[TASK PROMPT]:
Find the string "tier" in the listing and report every line that has it.

[SOURCE DATA]:
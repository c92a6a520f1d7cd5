//! Monster, object and trap creation for the generator
//!
//! The generator only decides where things go. What goes there is asked of
//! a [`Populator`], so a game can plug in its own monster and object rules.
//! [`BasicPopulator`] works from the built-in race and kind tables.

use crate::dungeon::{Chunk, Loc, Trap, TrapKind};
use crate::monster::{GroupInfo, GroupRole, Monster, MonsterHandle, MonsterRace, RaceFlags, RaceId, RaceTable};
use crate::object::{KindTable, Object, Origin, Tval};
use crate::rng::GameRng;
use crate::world::errors::Result;

/// Filter applied to candidate races
pub type RaceFilter<'a> = &'a dyn Fn(&MonsterRace) -> bool;

/// One in this many monster picks is out of depth
const OOD_MONSTER_CHANCE: i32 = 25;
/// Largest out-of-depth boost
const OOD_MONSTER_AMOUNT: i32 = 10;

/// Largest friends group
const GROUP_MAX: i32 = 8;

/// Source of level inhabitants and treasure
pub trait Populator {
    /// Race details for filtering and sorting
    fn race(&self, id: RaceId) -> Option<&MonsterRace>;

    /// Race by name
    fn find_race(&self, name: &str) -> Option<RaceId>;

    /// Choose a race suitable for `depth`, optionally filtered
    fn pick_race(&mut self, rng: &mut GameRng, depth: i32, filter: Option<RaceFilter<'_>>)
    -> Option<RaceId>;

    /// Put one monster of `race` at `grid`
    fn place_monster(
        &mut self,
        c: &mut Chunk,
        rng: &mut GameRng,
        grid: Loc,
        race: RaceId,
        sleep: bool,
        origin: Origin,
    ) -> Option<MonsterHandle>;

    /// Pick a race for `depth` and place it (and its friends or escort)
    fn pick_and_place_monster(
        &mut self,
        c: &mut Chunk,
        rng: &mut GameRng,
        grid: Loc,
        depth: i32,
        sleep: bool,
        group_ok: bool,
        origin: Origin,
    ) -> bool;

    /// Make an object for `depth`; returns it with its rating
    fn make_object(
        &mut self,
        rng: &mut GameRng,
        depth: i32,
        good: bool,
        great: bool,
        tval: Option<Tval>,
    ) -> Option<(Object, u32)>;

    /// Make a pile of gold for `depth`
    fn make_gold(&mut self, rng: &mut GameRng, depth: i32) -> Object;

    /// Put a hidden trap at `grid` if it can hold one
    fn place_trap(&mut self, c: &mut Chunk, rng: &mut GameRng, grid: Loc, depth: i32) -> bool;
}

/// Populator over the built-in race and object tables
#[derive(Debug, Clone)]
pub struct BasicPopulator {
    races: RaceTable,
    kinds: KindTable,
    max_depth: i32,
}

impl BasicPopulator {
    pub fn new(races: RaceTable, kinds: KindTable, max_depth: i32) -> Self {
        Self {
            races,
            kinds,
            max_depth,
        }
    }

    /// Populator using the tables shipped with the crate
    pub fn builtin(max_depth: i32) -> Result<Self> {
        Ok(Self::new(RaceTable::builtin()?, KindTable::builtin()?, max_depth))
    }

    pub fn races(&self) -> &RaceTable {
        &self.races
    }

    /// Place followers around a freshly placed monster
    fn place_group(
        &mut self,
        c: &mut Chunk,
        rng: &mut GameRng,
        leader: MonsterHandle,
        depth: i32,
        origin: Origin,
    ) {
        let Some(mon) = c.monster(leader) else {
            return;
        };
        let (grid, race_id, sleep) = (mon.grid, mon.race, mon.is_asleep());
        let Some(race) = self.races.get(race_id) else {
            return;
        };
        let (flags, level, base) = (race.flags, race.level, race.base.clone());

        let (count, role) = if flags.contains(RaceFlags::FRIENDS) {
            // Bigger groups when the race is shallow for this depth
            let extra = ((depth - level).max(0) / 4).min(GROUP_MAX - 2);
            (rng.randint1(2 + extra), GroupRole::Member)
        } else if flags.contains(RaceFlags::ESCORT) {
            (rng.rand_range(2, 4), GroupRole::Servant)
        } else {
            return;
        };

        let index = next_group_index(c);
        let leader_role = if role == GroupRole::Servant {
            GroupRole::Leader
        } else {
            GroupRole::Member
        };
        if let Some(m) = c.monster_mut(leader) {
            m.group = Some(GroupInfo {
                index,
                role: leader_role,
            });
        }

        let mut members = vec![grid];
        let mut placed = 0;
        let mut i = 0;
        while placed < count {
            let Some(&from) = members.get(i) else {
                break;
            };
            i += 1;
            for spot in from.adjacent() {
                if placed >= count {
                    break;
                }
                if !c.in_bounds_fully(spot) || !c.is_empty(spot) || c.is_mon_restrict(spot) {
                    continue;
                }
                let follower = if role == GroupRole::Servant {
                    let escort = |r: &MonsterRace| {
                        r.base == base && r.level <= level && !r.flags.contains(RaceFlags::UNIQUE)
                    };
                    self.pick_race(rng, level, Some(&escort))
                } else {
                    Some(race_id)
                };
                let Some(follower) = follower else {
                    continue;
                };
                if let Some(h) = self.place_monster(c, rng, spot, follower, sleep, origin) {
                    if let Some(m) = c.monster_mut(h) {
                        m.group = Some(GroupInfo { index, role });
                    }
                    members.push(spot);
                    placed += 1;
                }
            }
        }
    }
}

/// First unused monster group number on a chunk
pub fn next_group_index(c: &Chunk) -> u32 {
    c.monsters()
        .filter_map(|(_, m)| m.group.map(|g| g.index))
        .max()
        .map_or(0, |i| i + 1)
}

impl Populator for BasicPopulator {
    fn race(&self, id: RaceId) -> Option<&MonsterRace> {
        self.races.get(id)
    }

    fn find_race(&self, name: &str) -> Option<RaceId> {
        self.races.lookup(name).map(|r| r.ridx)
    }

    fn pick_race(
        &mut self,
        rng: &mut GameRng,
        depth: i32,
        filter: Option<RaceFilter<'_>>,
    ) -> Option<RaceId> {
        let mut level = depth.max(0);
        if level > 0 && rng.one_in(OOD_MONSTER_CHANCE) {
            level += (level / 4 + 2).min(OOD_MONSTER_AMOUNT);
        }

        let candidates: Vec<(RaceId, i32)> = self
            .races
            .iter()
            .filter(|r| r.level <= level)
            // Town dwellers stay in town
            .filter(|r| (level == 0) == (r.level == 0))
            .filter(|r| !r.flags.contains(RaceFlags::QUESTOR))
            .filter(|r| filter.is_none_or(|f| f(r)))
            .map(|r| (r.ridx, (100 / r.rarity).max(1)))
            .collect();

        let total: i32 = candidates.iter().map(|(_, w)| w).sum();
        if total <= 0 {
            return None;
        }
        let mut draw = rng.randint0(total);
        for (ridx, weight) in candidates {
            if draw < weight {
                return Some(ridx);
            }
            draw -= weight;
        }
        None
    }

    fn place_monster(
        &mut self,
        c: &mut Chunk,
        rng: &mut GameRng,
        grid: Loc,
        race: RaceId,
        sleep: bool,
        origin: Origin,
    ) -> Option<MonsterHandle> {
        if !c.in_bounds(grid) || !c.is_empty(grid) {
            return None;
        }
        let r = self.races.get(race)?;
        if r.flags.contains(RaceFlags::UNIQUE) && c.monsters().any(|(_, m)| m.race == race) {
            return None;
        }

        let mut mon = Monster::new(race, grid);
        mon.light = r.light;
        mon.origin = origin;
        if sleep {
            mon.sleep = 20 + rng.randint1(100);
        }
        let level = r.level.max(0) as u32;

        let handle = c.place_monster(grid, mon).ok()?;
        c.mon_rating = c.mon_rating.saturating_add(level * level);
        log::trace!("placed {} at {:?}", r.name, grid);
        Some(handle)
    }

    fn pick_and_place_monster(
        &mut self,
        c: &mut Chunk,
        rng: &mut GameRng,
        grid: Loc,
        depth: i32,
        sleep: bool,
        group_ok: bool,
        origin: Origin,
    ) -> bool {
        let Some(race) = self.pick_race(rng, depth, None) else {
            return false;
        };
        let Some(handle) = self.place_monster(c, rng, grid, race, sleep, origin) else {
            return false;
        };
        if group_ok {
            self.place_group(c, rng, handle, depth, origin);
        }
        true
    }

    fn make_object(
        &mut self,
        rng: &mut GameRng,
        depth: i32,
        good: bool,
        great: bool,
        tval: Option<Tval>,
    ) -> Option<(Object, u32)> {
        let mut level = depth.max(0);
        if good {
            level += 10;
        }
        if great {
            level += 10 + rng.randint0(10);
        }

        let candidates: Vec<_> = self
            .kinds
            .iter()
            .filter(|(_, k)| k.alloc > 0 && k.tval != Tval::Gold && k.level <= level)
            .filter(|(_, k)| tval.is_none_or(|t| k.tval == t))
            .collect();
        let total: i32 = candidates.iter().map(|(_, k)| k.alloc).sum();
        if total <= 0 {
            return None;
        }

        let mut draw = rng.randint0(total);
        let (kidx, kind) = candidates.into_iter().find(|(_, k)| {
            if draw < k.alloc {
                true
            } else {
                draw -= k.alloc;
                false
            }
        })?;

        let mut value = kind.cost;
        if good {
            value += kind.cost / 2 + rng.m_bonus(100, level);
        }
        if great {
            value *= 2;
        }
        let mut obj = Object::new(kidx, kind.tval, value);
        obj.origin_depth = depth;
        Some((obj, value.max(0) as u32))
    }

    fn make_gold(&mut self, rng: &mut GameRng, depth: i32) -> Object {
        let depth = depth.max(0);
        let avg = (18 * depth) / 10 + 18;
        let spread = depth + 10;
        let value = rng.rand_spread(avg, spread).max(1);

        // Richer metals deeper down
        let metals: Vec<_> = self
            .kinds
            .iter()
            .filter(|(_, k)| k.tval == Tval::Gold && k.level <= depth.max(1))
            .collect();
        let mut obj = match rng.choose(&metals) {
            Some(&(kidx, kind)) => Object::new(kidx, Tval::Gold, value * kind.cost / 30),
            None => Object::new(crate::object::KindId(0), Tval::Gold, value),
        };
        obj.value = obj.value.max(1);
        obj.origin_depth = depth;
        obj
    }

    fn place_trap(&mut self, c: &mut Chunk, rng: &mut GameRng, grid: Loc, depth: i32) -> bool {
        if !c.in_bounds(grid)
            || !c.is_trap_holding(grid)
            || c.has_trap(grid)
            || c.has_objects(grid)
        {
            return false;
        }
        let kind = TrapKind::pick(rng, depth, self.max_depth);
        c.add_trap(grid, Trap::new(kind)).is_ok()
    }
}
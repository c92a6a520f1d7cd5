//! Cave, room, tunnel and streamer profiles
//!
//! A cave profile bundles everything one level style needs: how many rooms
//! to try, which room builders it may use and how often, and how its
//! corridors and mineral veins look.

use serde::{Deserialize, Serialize};
use strum::{Display, EnumIter, EnumString};

use crate::rng::GameRng;
use crate::world::GenConfig;

/// Level builder
#[derive(
    Debug, Clone, Copy, PartialEq, Eq, Hash, Serialize, Deserialize, Display, EnumString, EnumIter,
)]
#[strum(serialize_all = "lowercase")]
#[serde(rename_all = "lowercase")]
pub enum CaveKind {
    Town,
    Labyrinth,
    Cavern,
    Classic,
    /// Classic layout with only plain rooms; never rolled, only forced
    Simple,
}

/// Corridor shape
#[derive(Debug, Clone, PartialEq, Eq, Serialize, Deserialize)]
pub struct TunnelProfile {
    pub name: String,
    /// Percent chance of a random direction change
    pub rnd: i32,
    /// Percent chance of turning towards the target
    pub chg: i32,
    /// Percent chance of carrying on through an existing corridor
    pub con: i32,
    /// Percent chance of a door where a corridor pierces a room wall
    pub pen: i32,
    /// Percent chance of a door at a corridor junction
    pub jct: i32,
}

impl Default for TunnelProfile {
    fn default() -> Self {
        Self {
            name: "tunnel-default".to_string(),
            rnd: 10,
            chg: 30,
            con: 15,
            pen: 25,
            jct: 50,
        }
    }
}

/// Mineral vein layout
#[derive(Debug, Clone, PartialEq, Eq, Serialize, Deserialize)]
pub struct StreamerProfile {
    pub name: String,
    /// Grids changed per step
    pub den: i32,
    /// Width of the vein
    pub rng: i32,
    /// Number of magma veins
    pub mag: i32,
    /// One in this many magma grids holds treasure
    pub mc: i32,
    /// Number of quartz veins
    pub qua: i32,
    /// One in this many quartz grids holds treasure
    pub qc: i32,
}

impl Default for StreamerProfile {
    fn default() -> Self {
        Self {
            name: "streamer-default".to_string(),
            den: 5,
            rng: 2,
            mag: 3,
            mc: 90,
            qua: 2,
            qc: 40,
        }
    }
}

/// Room builder
#[derive(
    Debug, Clone, Copy, PartialEq, Eq, Hash, Serialize, Deserialize, Display, EnumString, EnumIter,
)]
#[strum(serialize_all = "snake_case")]
#[serde(rename_all = "snake_case")]
pub enum RoomKind {
    Simple,
    Circular,
    Overlap,
    Crossed,
    Large,
    Nest,
    Pit,
    Template,
    LesserVault,
    MediumVault,
    GreaterVault,
    Huge,
    Chambers,
}

/// One entry of a cave profile's room table
#[derive(Debug, Clone, PartialEq, Eq, Serialize, Deserialize)]
pub struct RoomProfile {
    pub name: String,
    pub kind: RoomKind,
    /// Height in blocks
    pub height: i32,
    /// Width in blocks
    pub width: i32,
    /// Minimum depth
    pub level: i32,
    /// Counts against the pit/nest limit
    pub pit: bool,
    /// Rarity tier this room needs
    pub rarity: i32,
    /// Percent cutoff for the key roll
    pub cutoff: i32,
}

impl RoomProfile {
    fn new(name: &str, kind: RoomKind, (height, width): (i32, i32), level: i32, rarity: i32, cutoff: i32) -> Self {
        Self {
            name: name.to_string(),
            kind,
            height,
            width,
            level,
            pit: matches!(kind, RoomKind::Pit | RoomKind::Nest),
            rarity,
            cutoff,
        }
    }
}

/// A level style
#[derive(Debug, Clone, PartialEq, Eq, Serialize, Deserialize)]
pub struct CaveProfile {
    pub name: String,
    pub kind: CaveKind,
    /// Rooms attempted on a full-size level
    pub dun_rooms: i32,
    /// Roll against this for rarer rooms
    pub dun_unusual: i32,
    /// Highest rarity tier
    pub max_rarity: i32,
    #[serde(default)]
    pub tun: TunnelProfile,
    #[serde(default)]
    pub str: StreamerProfile,
    #[serde(default)]
    pub room_profiles: Vec<RoomProfile>,
    /// Chance out of 100 of picking this profile in a weighted roll
    pub cutoff: i32,
}

impl CaveProfile {
    fn plain(name: &str, kind: CaveKind) -> Self {
        Self {
            name: name.to_string(),
            kind,
            dun_rooms: 0,
            dun_unusual: 0,
            max_rarity: 0,
            tun: TunnelProfile::default(),
            str: StreamerProfile::default(),
            room_profiles: Vec::new(),
            cutoff: 0,
        }
    }
}

/// Room table of the classic profile, rarest first
fn classic_rooms() -> Vec<RoomProfile> {
    use RoomKind::*;
    vec![
        RoomProfile::new("greater vault", GreaterVault, (4, 6), 10, 1, 100),
        RoomProfile::new("medium vault", MediumVault, (2, 4), 5, 2, 10),
        RoomProfile::new("lesser vault", LesserVault, (2, 3), 5, 2, 25),
        RoomProfile::new("huge", Huge, (3, 6), 40, 2, 40),
        RoomProfile::new("chambers", Chambers, (2, 4), 10, 2, 50),
        RoomProfile::new("pit", Pit, (1, 2), 5, 1, 8),
        RoomProfile::new("nest", Nest, (1, 3), 5, 1, 12),
        RoomProfile::new("large", Large, (1, 3), 3, 1, 25),
        RoomProfile::new("template", Template, (2, 3), 5, 1, 50),
        RoomProfile::new("crossed", Crossed, (2, 3), 3, 1, 60),
        RoomProfile::new("circular", Circular, (2, 2), 1, 1, 75),
        RoomProfile::new("overlap", Overlap, (1, 3), 1, 1, 100),
        RoomProfile::new("simple", Simple, (1, 3), 1, 0, 100),
    ]
}

/// The built-in cave profiles
pub fn builtin_profiles() -> Vec<CaveProfile> {
    let classic = CaveProfile {
        dun_rooms: 50,
        dun_unusual: 200,
        max_rarity: 2,
        room_profiles: classic_rooms(),
        cutoff: 100,
        ..CaveProfile::plain("classic", CaveKind::Classic)
    };
    let simple = CaveProfile {
        dun_rooms: 50,
        dun_unusual: 200,
        max_rarity: 0,
        room_profiles: vec![RoomProfile::new("simple", RoomKind::Simple, (1, 3), 1, 0, 100)],
        ..CaveProfile::plain("simple", CaveKind::Simple)
    };
    vec![
        CaveProfile::plain("town", CaveKind::Town),
        CaveProfile::plain("labyrinth", CaveKind::Labyrinth),
        CaveProfile::plain("cavern", CaveKind::Cavern),
        classic,
        simple,
    ]
}

/// Should this level be a labyrinth?
///
/// Deeper levels are more likely, with a bonus on depths divisible by small
/// primes. Quest levels never are.
pub fn labyrinth_check(rng: &mut GameRng, depth: i32, config: &GenConfig) -> bool {
    if config.is_quest(depth) || depth < 13 {
        return false;
    }
    let mut chance = 2;
    for m in [3, 5, 7, 11, 13] {
        if depth % m == 0 {
            chance += 1;
        }
    }
    rng.randint0(100) < chance
}

/// Should this level try to be a cavern?
pub fn cavern_check(rng: &mut GameRng, depth: i32) -> bool {
    depth >= 15 && rng.one_in(10)
}

/// Find a profile by name
pub fn find_profile<'a>(profiles: &'a [CaveProfile], name: &str) -> Option<&'a CaveProfile> {
    profiles.iter().find(|p| p.name == name)
}

#[cfg(test)]
mod tests {
    use super::*;
    use std::str::FromStr;

    #[test]
    fn test_builtin_profiles() {
        let profiles = builtin_profiles();
        let classic = find_profile(&profiles, "classic").unwrap();
        assert_eq!(classic.kind, CaveKind::Classic);
        assert_eq!(classic.room_profiles.len(), 13);
        assert_eq!(classic.room_profiles[0].kind, RoomKind::GreaterVault);
        let pits: Vec<_> = classic.room_profiles.iter().filter(|r| r.pit).collect();
        assert_eq!(pits.len(), 2);
        assert!(find_profile(&profiles, "moria").is_none());
    }

    #[test]
    fn test_kind_names() {
        assert_eq!(CaveKind::from_str("labyrinth").unwrap(), CaveKind::Labyrinth);
        assert_eq!(RoomKind::GreaterVault.to_string(), "greater_vault");
        assert_eq!(RoomKind::from_str("chambers").unwrap(), RoomKind::Chambers);
    }

    #[test]
    fn test_labyrinth_check() {
        let config = GenConfig::default();
        let mut rng = GameRng::new(5);
        for _ in 0..100 {
            assert!(!labyrinth_check(&mut rng, 12, &config));
            assert!(!labyrinth_check(&mut rng, 99, &config));
        }
        // 3 * 5 * 7 = 105: 5% chance
        let hits = (0..10_000)
            .filter(|_| labyrinth_check(&mut rng, 105, &config))
            .count();
        assert!(hits > 300 && hits < 700, "hits = {hits}");
    }

    #[test]
    fn test_profile_json() {
        let json = serde_json::to_string(&builtin_profiles()).unwrap();
        let back: Vec<CaveProfile> = serde_json::from_str(&json).unwrap();
        assert_eq!(back, builtin_profiles());
    }
}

[RESULT FOR THIS EXERCISE]:
    /// Rarity tier this room needs
    /// Highest rarity tier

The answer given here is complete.